Twelve-month rates of growth for October.

The relatively large weight of labor costs in the determination of overall costs for the economy43 and the wage explosion which took place over the period 1975–79 go a long way toward explaining the differences in inflation performance vis-à-vis other trade partners referred to above. The unusually large share of labor costs in total costs is in turn related to the relative closeness of the Spanish economy. The ratio of Spanish imports (and exports) to GDP is the lowest in the EC and one of the lowest in the OECD, Spain’s great dependence on imported energy notwithstanding (Table 12). Furthermore, although the share of goods in the consumer price index (CPI) basket subject to some form of control or administration has fallen in recent years,44 refined petroleum products are still included in this group. In time this has resulted in an overall price level that has not always reflected immediately or fully changes in energy prices abroad and that may have been partly responsible, over the 1973–81 period, for one of the highest cumulative rates of growth in the OECD for net petroleum imports (Table 1).

Over 1981–84, prices in Spain exhibited a slowly decelerating trend, which was most pronounced over the 1983–84 period. The tighter stance of financial policies adopted in 1983 resulted in a significant fall in the rate of growth of total liquidity and promoted a degree of moderation in wage settlements that contributed to a deceleration of inflation. The concomitant deceleration in the prices of imported goods, particularly oil products, also played an important role in slowing down inflation.

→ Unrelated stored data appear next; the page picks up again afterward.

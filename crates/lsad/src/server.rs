//! HTTP transport for the recovery pipeline
//!
//! Endpoints:
//!   POST /api/decrypt  - multipart upload (field `file`), streams back the recovered media
//!   GET  /             - banner
//!   GET  /healthz      - liveness probe
//!   GET  /metrics      - Prometheus text format

use anyhow::Result;
use axum::{
    body::Body,
    extract::{multipart::MultipartError, DefaultBodyLimit, Multipart, State},
    http::{header, HeaderName, HeaderValue, Method, StatusCode},
    response::{IntoResponse, Json, Response},
    routing::{get, post},
    Router,
};
use lsa_core::config::ServerConfig;
use lsa_core::{ContainerKind, RecoveredArtifact, RecoveryError, Stage};
use lsa_recovery::Recoverer;
use prometheus_client::registry::Registry;
use std::sync::Arc;
use std::time::Instant;
use thiserror::Error;
use tower_http::cors::{AllowOrigin, Any, CorsLayer};
use tracing::{info, warn};

use crate::metrics::{metrics_handler, RecoveryMetrics};

/// Carries the bare output filename so browser clients need not parse
/// `Content-Disposition`.
pub const X_FILENAME: HeaderName = HeaderName::from_static("x-filename");

/// Multipart framing allowance on top of the container size limit
const MULTIPART_SLACK: usize = 64 * 1024;

/// Metrics label for uploads rejected before the filename could be read
const KIND_UNKNOWN: &str = "unknown";

const OVERSIZE_REASON: &str = "container exceeds upload limit";

#[derive(Clone)]
pub struct AppState {
    pub recoverer: Recoverer,
    pub metrics: RecoveryMetrics,
    pub registry: Arc<Registry>,
    pub max_upload_bytes: usize,
}

#[derive(Debug, Error)]
pub enum ApiError {
    #[error(transparent)]
    Rejected(#[from] RecoveryError),

    #[error("malformed upload: {0}")]
    Multipart(#[from] MultipartError),

    #[error("{0}")]
    BadRequest(&'static str),
}

impl ApiError {
    /// True for both the explicit size check and the transport body limit.
    fn is_oversize(&self) -> bool {
        match self {
            ApiError::Rejected(RecoveryError::OversizeInput { .. }) => true,
            ApiError::Multipart(e) => e.status() == StatusCode::PAYLOAD_TOO_LARGE,
            _ => false,
        }
    }
}

impl IntoResponse for ApiError {
    fn into_response(self) -> Response {
        let (status, body) = match &self {
            ApiError::Rejected(e) => {
                let status = match e {
                    RecoveryError::OversizeInput { .. } => StatusCode::PAYLOAD_TOO_LARGE,
                    _ => StatusCode::BAD_REQUEST,
                };
                (
                    status,
                    serde_json::json!({
                        "error": e.reason(),
                        "detail": e.to_string(),
                        "stage": e.stage(),
                    }),
                )
            }
            // Body limit tripped inside the multipart stream
            ApiError::Multipart(e) if self.is_oversize() => (
                StatusCode::PAYLOAD_TOO_LARGE,
                serde_json::json!({
                    "error": OVERSIZE_REASON,
                    "detail": e.body_text(),
                    "stage": Stage::Received,
                }),
            ),
            ApiError::Multipart(e) => (e.status(), serde_json::json!({ "error": e.body_text() })),
            ApiError::BadRequest(msg) => {
                (StatusCode::BAD_REQUEST, serde_json::json!({ "error": msg }))
            }
        };
        (status, Json(body)).into_response()
    }
}

pub fn router(state: AppState, config: &ServerConfig) -> Router {
    let body_limit = state.max_upload_bytes.saturating_add(MULTIPART_SLACK);

    Router::new()
        .route("/", get(home_handler))
        .route("/healthz", get(healthz_handler))
        .route("/metrics", get(metrics_handler))
        .route("/api/decrypt", post(decrypt_handler))
        .layer(DefaultBodyLimit::max(body_limit))
        .layer(cors_layer(&config.allowed_origins))
        .with_state(state)
}

/// Serve on `addr` until Ctrl-C / SIGTERM.
pub async fn serve(addr: &str, app: Router) -> Result<()> {
    let listener = tokio::net::TcpListener::bind(addr)
        .await
        .map_err(|e| anyhow::anyhow!("bind {addr}: {e}"))?;

    info!(
        addr = %addr,
        "listening on /api/decrypt, /healthz, /metrics"
    );

    axum::serve(listener, app)
        .with_graceful_shutdown(shutdown_signal())
        .await
        .map_err(|e| anyhow::anyhow!("http server: {e}"))
}

async fn shutdown_signal() {
    let ctrl_c = async {
        if let Err(e) = tokio::signal::ctrl_c().await {
            warn!("ctrl-c handler failed: {e}");
        }
    };

    #[cfg(unix)]
    let terminate = async {
        match tokio::signal::unix::signal(tokio::signal::unix::SignalKind::terminate()) {
            Ok(mut sig) => {
                sig.recv().await;
            }
            Err(e) => {
                warn!("SIGTERM handler failed: {e}");
                std::future::pending::<()>().await;
            }
        }
    };
    #[cfg(not(unix))]
    let terminate = std::future::pending::<()>();

    tokio::select! {
        _ = ctrl_c => {},
        _ = terminate => {},
    }
    info!("shutdown signal received, draining connections");
}

fn cors_layer(origins: &[String]) -> CorsLayer {
    let allow_origin = if origins.iter().any(|o| o == "*") {
        AllowOrigin::from(Any)
    } else {
        let list: Vec<HeaderValue> = origins
            .iter()
            .filter_map(|o| match HeaderValue::from_str(o) {
                Ok(v) => Some(v),
                Err(_) => {
                    warn!(origin = %o, "ignoring invalid CORS origin");
                    None
                }
            })
            .collect();
        AllowOrigin::list(list)
    };

    CorsLayer::new()
        .allow_origin(allow_origin)
        .allow_methods([Method::GET, Method::POST, Method::OPTIONS])
        .allow_headers(Any)
        .expose_headers([header::CONTENT_DISPOSITION, X_FILENAME])
}

async fn home_handler() -> impl IntoResponse {
    Json(serde_json::json!({
        "message": "lsa recovery service running",
        "version": env!("CARGO_PKG_VERSION"),
    }))
}

/// Liveness probe: returns 200 if the process is running.
async fn healthz_handler() -> impl IntoResponse {
    (StatusCode::OK, "ok")
}

struct Upload {
    filename: String,
    /// Empty once `size` passes the limit
    bytes: Vec<u8>,
    /// Bytes seen in the `file` field, including any past the limit
    size: usize,
}

async fn decrypt_handler(
    State(state): State<AppState>,
    mut multipart: Multipart,
) -> Result<Response, ApiError> {
    let started = Instant::now();
    let upload = match read_upload(&mut multipart, state.max_upload_bytes).await {
        Ok(upload) => upload,
        Err(e) => {
            if e.is_oversize() {
                let secs = started.elapsed().as_secs_f64();
                state.metrics.observe(KIND_UNKNOWN, OVERSIZE_REASON, 0, secs);
            }
            return Err(e);
        }
    };
    let kind = ContainerKind::from_filename(&upload.filename)
        .map(ContainerKind::as_str)
        .unwrap_or("unsupported");
    let len = upload.size;

    let result = admit(&upload, state.max_upload_bytes)
        .and_then(|()| state.recoverer.recover(&upload.filename, upload.bytes));

    let outcome = match &result {
        Ok(_) => "ok",
        Err(e) => e.reason(),
    };
    state
        .metrics
        .observe(kind, outcome, len, started.elapsed().as_secs_f64());

    Ok(artifact_response(result?))
}

/// Transport-side checks that run before the pipeline sees any bytes.
fn admit(upload: &Upload, limit: usize) -> Result<(), RecoveryError> {
    ContainerKind::from_filename(&upload.filename)?;
    if upload.size > limit {
        return Err(RecoveryError::OversizeInput {
            size: upload.size,
            limit,
        });
    }
    Ok(())
}

/// Read the `file` field, buffering at most `limit` bytes of it.
async fn read_upload(multipart: &mut Multipart, limit: usize) -> Result<Upload, ApiError> {
    while let Some(mut field) = multipart.next_field().await? {
        if field.name() != Some("file") {
            continue;
        }
        let filename = field
            .file_name()
            .map(str::to_owned)
            .ok_or(ApiError::BadRequest("upload field `file` has no filename"))?;

        let mut bytes = Vec::new();
        let mut size = 0usize;
        loop {
            match field.chunk().await {
                Ok(Some(chunk)) => {
                    size = size.saturating_add(chunk.len());
                    if size <= limit {
                        bytes.extend_from_slice(&chunk);
                    } else {
                        bytes = Vec::new();
                    }
                }
                Ok(None) => break,
                Err(e) if e.status() == StatusCode::PAYLOAD_TOO_LARGE => {
                    size = size.max(limit.saturating_add(1));
                    bytes = Vec::new();
                    break;
                }
                Err(e) => return Err(e.into()),
            }
        }
        return Ok(Upload {
            filename,
            bytes,
            size,
        });
    }
    Err(ApiError::BadRequest("missing multipart field `file`"))
}

fn artifact_response(artifact: RecoveredArtifact) -> Response {
    let name = header_safe(&artifact.filename);
    let disposition = format!(
        "attachment; filename=\"{}\"",
        name.replace(['"', '\\'], "_")
    );

    let mut response = Response::new(Body::from(artifact.bytes));
    let headers = response.headers_mut();
    headers.insert(
        header::CONTENT_TYPE,
        HeaderValue::from_static(artifact.format.mime),
    );
    // `header_safe` leaves only visible ASCII and spaces, which are always valid
    if let Ok(v) = HeaderValue::from_str(&disposition) {
        headers.insert(header::CONTENT_DISPOSITION, v);
    }
    if let Ok(v) = HeaderValue::from_str(&name) {
        headers.insert(X_FILENAME, v);
    }
    response
}

/// Replace anything that cannot appear in a header value.
fn header_safe(name: &str) -> String {
    name.chars()
        .map(|c| {
            if c == ' ' || c.is_ascii_graphic() {
                c
            } else {
                '_'
            }
        })
        .collect()
}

The rate of inflation continued to fall in 1985; the average for the year was 8.8 percent, or 2½ percentage points below the corresponding rate for 1984. Energy prices made an important contribution to moderating the rise in consumer prices, rising by 4½ percent, compared with 10½ percent in 1984 and an annual average of 20 percent over the three-year period ending in 1983. Inflation differentials vis-à-vis the OECD and the EC had narrowed, by end-1985, to 3.6 and 3.2 percentage points, respectively, the lowest since 1980 (Table 15).

Table 15.

Spain: Price and Cost Developments, 1982–87

(Annual percentage change)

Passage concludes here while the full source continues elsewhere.